Entries provided »
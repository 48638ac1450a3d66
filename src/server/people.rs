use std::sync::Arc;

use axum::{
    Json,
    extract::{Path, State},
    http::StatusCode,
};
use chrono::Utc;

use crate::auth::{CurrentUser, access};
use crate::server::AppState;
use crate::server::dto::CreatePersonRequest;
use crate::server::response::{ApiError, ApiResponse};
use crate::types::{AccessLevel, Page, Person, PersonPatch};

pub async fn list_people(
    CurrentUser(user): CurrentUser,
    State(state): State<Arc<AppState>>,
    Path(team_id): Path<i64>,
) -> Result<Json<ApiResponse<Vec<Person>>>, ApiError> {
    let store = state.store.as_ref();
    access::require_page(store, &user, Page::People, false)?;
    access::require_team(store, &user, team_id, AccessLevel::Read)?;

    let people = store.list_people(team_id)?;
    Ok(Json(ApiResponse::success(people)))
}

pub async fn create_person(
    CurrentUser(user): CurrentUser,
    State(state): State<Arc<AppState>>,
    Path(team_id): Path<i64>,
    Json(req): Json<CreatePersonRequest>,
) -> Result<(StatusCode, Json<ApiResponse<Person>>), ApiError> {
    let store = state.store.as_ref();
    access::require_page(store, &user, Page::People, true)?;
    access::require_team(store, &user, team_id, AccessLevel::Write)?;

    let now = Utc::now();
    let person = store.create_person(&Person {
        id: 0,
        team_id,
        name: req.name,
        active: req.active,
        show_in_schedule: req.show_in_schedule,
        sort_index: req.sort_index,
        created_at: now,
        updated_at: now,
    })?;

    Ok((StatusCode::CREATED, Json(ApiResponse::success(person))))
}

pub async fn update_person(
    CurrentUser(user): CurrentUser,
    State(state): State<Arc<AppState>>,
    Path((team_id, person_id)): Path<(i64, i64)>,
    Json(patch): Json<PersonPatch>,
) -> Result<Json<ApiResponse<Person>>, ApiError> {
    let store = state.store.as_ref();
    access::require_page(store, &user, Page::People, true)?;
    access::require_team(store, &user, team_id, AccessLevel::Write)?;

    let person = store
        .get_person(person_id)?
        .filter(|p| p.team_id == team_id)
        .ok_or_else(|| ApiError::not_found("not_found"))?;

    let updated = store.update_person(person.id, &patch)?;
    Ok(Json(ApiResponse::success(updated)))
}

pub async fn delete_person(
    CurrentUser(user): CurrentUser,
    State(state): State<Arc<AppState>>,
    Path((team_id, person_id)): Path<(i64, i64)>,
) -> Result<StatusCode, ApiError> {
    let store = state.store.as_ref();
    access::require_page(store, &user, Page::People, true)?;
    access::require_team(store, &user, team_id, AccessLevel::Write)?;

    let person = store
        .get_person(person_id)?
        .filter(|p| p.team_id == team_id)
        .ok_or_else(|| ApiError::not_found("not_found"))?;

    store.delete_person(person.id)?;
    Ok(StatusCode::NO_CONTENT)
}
--
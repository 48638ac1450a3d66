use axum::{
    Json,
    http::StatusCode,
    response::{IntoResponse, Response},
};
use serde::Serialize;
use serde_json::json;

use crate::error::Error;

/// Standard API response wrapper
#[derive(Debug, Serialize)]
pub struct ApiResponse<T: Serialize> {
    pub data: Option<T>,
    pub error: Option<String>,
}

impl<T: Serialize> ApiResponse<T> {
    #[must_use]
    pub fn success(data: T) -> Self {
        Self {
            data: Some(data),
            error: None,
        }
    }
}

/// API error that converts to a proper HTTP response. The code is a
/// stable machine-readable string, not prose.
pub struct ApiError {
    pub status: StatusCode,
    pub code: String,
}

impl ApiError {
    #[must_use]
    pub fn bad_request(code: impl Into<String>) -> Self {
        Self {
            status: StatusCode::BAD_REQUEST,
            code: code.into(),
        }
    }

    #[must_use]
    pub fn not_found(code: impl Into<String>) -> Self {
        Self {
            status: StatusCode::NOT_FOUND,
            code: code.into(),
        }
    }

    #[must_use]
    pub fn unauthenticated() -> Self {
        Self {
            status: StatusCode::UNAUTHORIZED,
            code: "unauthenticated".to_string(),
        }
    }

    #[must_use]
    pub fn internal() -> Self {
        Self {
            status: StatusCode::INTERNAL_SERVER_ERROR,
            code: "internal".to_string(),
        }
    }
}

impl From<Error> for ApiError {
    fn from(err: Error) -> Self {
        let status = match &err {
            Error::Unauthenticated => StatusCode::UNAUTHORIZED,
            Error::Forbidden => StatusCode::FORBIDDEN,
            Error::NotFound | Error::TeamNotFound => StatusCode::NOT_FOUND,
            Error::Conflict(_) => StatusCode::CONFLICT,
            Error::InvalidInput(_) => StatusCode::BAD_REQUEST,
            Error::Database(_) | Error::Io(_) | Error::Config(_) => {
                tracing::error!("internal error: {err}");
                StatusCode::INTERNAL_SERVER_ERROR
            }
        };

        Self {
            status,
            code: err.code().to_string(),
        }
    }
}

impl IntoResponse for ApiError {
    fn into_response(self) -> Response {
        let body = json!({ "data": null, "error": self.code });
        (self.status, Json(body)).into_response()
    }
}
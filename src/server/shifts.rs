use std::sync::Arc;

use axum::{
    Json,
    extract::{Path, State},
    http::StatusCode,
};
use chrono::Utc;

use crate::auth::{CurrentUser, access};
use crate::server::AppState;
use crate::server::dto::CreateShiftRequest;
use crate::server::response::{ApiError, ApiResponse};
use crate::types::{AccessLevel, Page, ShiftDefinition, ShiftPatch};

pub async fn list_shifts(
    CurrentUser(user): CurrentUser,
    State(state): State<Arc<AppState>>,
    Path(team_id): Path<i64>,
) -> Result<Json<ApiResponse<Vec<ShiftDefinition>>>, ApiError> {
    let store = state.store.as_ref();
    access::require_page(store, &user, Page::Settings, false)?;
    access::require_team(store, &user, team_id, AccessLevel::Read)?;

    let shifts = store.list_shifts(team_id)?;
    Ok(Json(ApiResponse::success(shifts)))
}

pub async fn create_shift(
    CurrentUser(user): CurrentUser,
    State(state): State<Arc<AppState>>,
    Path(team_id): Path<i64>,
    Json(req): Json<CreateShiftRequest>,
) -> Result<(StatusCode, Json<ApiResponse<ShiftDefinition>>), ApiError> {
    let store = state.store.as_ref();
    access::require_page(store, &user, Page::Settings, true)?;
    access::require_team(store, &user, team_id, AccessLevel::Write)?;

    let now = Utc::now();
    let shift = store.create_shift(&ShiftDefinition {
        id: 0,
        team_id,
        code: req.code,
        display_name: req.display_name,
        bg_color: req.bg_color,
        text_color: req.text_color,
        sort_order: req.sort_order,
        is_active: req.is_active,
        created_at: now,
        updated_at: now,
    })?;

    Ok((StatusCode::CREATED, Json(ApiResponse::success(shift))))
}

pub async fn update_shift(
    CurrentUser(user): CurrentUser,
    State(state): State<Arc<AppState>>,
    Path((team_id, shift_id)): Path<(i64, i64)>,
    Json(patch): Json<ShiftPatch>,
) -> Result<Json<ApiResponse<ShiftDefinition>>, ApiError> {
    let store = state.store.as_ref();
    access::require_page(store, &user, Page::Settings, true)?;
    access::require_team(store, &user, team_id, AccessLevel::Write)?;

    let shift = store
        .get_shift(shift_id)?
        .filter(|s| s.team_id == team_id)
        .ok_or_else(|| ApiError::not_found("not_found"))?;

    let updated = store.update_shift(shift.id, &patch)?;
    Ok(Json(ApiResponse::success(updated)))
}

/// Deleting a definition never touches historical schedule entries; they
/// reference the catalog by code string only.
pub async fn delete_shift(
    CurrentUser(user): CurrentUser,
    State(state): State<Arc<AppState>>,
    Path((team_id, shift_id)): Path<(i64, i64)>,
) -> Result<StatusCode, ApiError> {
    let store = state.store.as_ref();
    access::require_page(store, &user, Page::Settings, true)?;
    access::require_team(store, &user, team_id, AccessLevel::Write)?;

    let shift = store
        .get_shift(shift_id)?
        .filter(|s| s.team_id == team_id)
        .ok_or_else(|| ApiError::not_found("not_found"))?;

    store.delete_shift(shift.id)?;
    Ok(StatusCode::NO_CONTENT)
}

Prompt » All that is needed is the exact run of lines above from the line containing "Error::Database(_) | Error::Io(_)" through the line containing "access::require_page(store, &user, Page::Settings, false)?;", both of them included.

Task response »
            Error::Database(_) | Error::Io(_) | Error::Config(_) => {
                tracing::error!("internal error: {err}");
                StatusCode::INTERNAL_SERVER_ERROR
            }
        };

        Self {
            status,
            code: err.code().to_string(),
        }
    }
}

impl IntoResponse for ApiError {
    fn into_response(self) -> Response {
        let body = json!({ "data": null, "error": self.code });
        (self.status, Json(body)).into_response()
    }
}
filename src/server/shifts.rs
use std::sync::Arc;

use axum::{
    Json,
    extract::{Path, State},
    http::StatusCode,
};
use chrono::Utc;

use crate::auth::{CurrentUser, access};
use crate::server::AppState;
use crate::server::dto::CreateShiftRequest;
use crate::server::response::{ApiError, ApiResponse};
use crate::types::{AccessLevel, Page, ShiftDefinition, ShiftPatch};

pub async fn list_shifts(
    CurrentUser(user): CurrentUser,
    State(state): State<Arc<AppState>>,
    Path(team_id): Path<i64>,
) -> Result<Json<ApiResponse<Vec<ShiftDefinition>>>, ApiError> {
    let store = state.store.as_ref();
    access::require_page(store, &user, Page::Settings, false)?;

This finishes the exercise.